Spike-specific immune responses in both Spikevax and DNA-spike vaccinated mice. (A) Detection of anti-S1 antibodies in plasma of K18-hACE2 mice two weeks (on the left) and three months (on the right) after injection with either Spikevax or Spike-DNA vaccines. As a control, mice were injected with isotonic buffer (Ctrl). Measures were conducted in plasma from 10 (two weeks after boosting) and 4 (three months after boosting) mice per group. The log₁₀ of reciprocal endpoint titers is shown, together with intragroup means ± SE. (B) Detection of SARS-CoV-2-spike-specific CD8⁺ T-cells in splenocytes isolated from K18-hACE2 mice i.m. injected with either Spikevax vaccine, spike-expressing DNA vector, or buffer (Ctrl, 4 mice per group) three months after vaccination.
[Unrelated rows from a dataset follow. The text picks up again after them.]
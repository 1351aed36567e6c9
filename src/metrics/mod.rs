//! Training metrics and logging.
//!
//! - [`ConsoleLogger`]: aligned console output
//! - [`CsvLogger`]: CSV file logging for analysis
//! - [`MultiLogger`]: combine multiple loggers
//! - [`NullLogger`]: discard everything (tests)

pub mod logger;

pub use logger::{ConsoleLogger, CsvLogger, MetricsLogger, MultiLogger, NullLogger, TrainingSnapshot};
A total of 2.5 × 10⁵ splenocytes were incubated overnight with 5 μg/mL of either unrelated or spike-specific peptide in IFN-γ ELISpot microwells. The numbers of SFUs/well calculated are shown as mean values of triplicates after subtraction of the mean SFUs counted in wells with splenocytes treated with the unspecific peptide (<10 spots for each cell culture tested). The intragroup mean values ±SE are reported. (C) Representative dot plots from ICS/flow cytometry analysis for the expression of IFN-γ in PBMCs from mice injected, as indicated. Cells were cultivated overnight with either a spike-specific or an unrelated peptide. Data shown were obtained with PBMCs pooled from two mice per condition, representative of two experiments. Quadrants were set on the basis of cell fluorescence of samples treated with the unrelated peptide.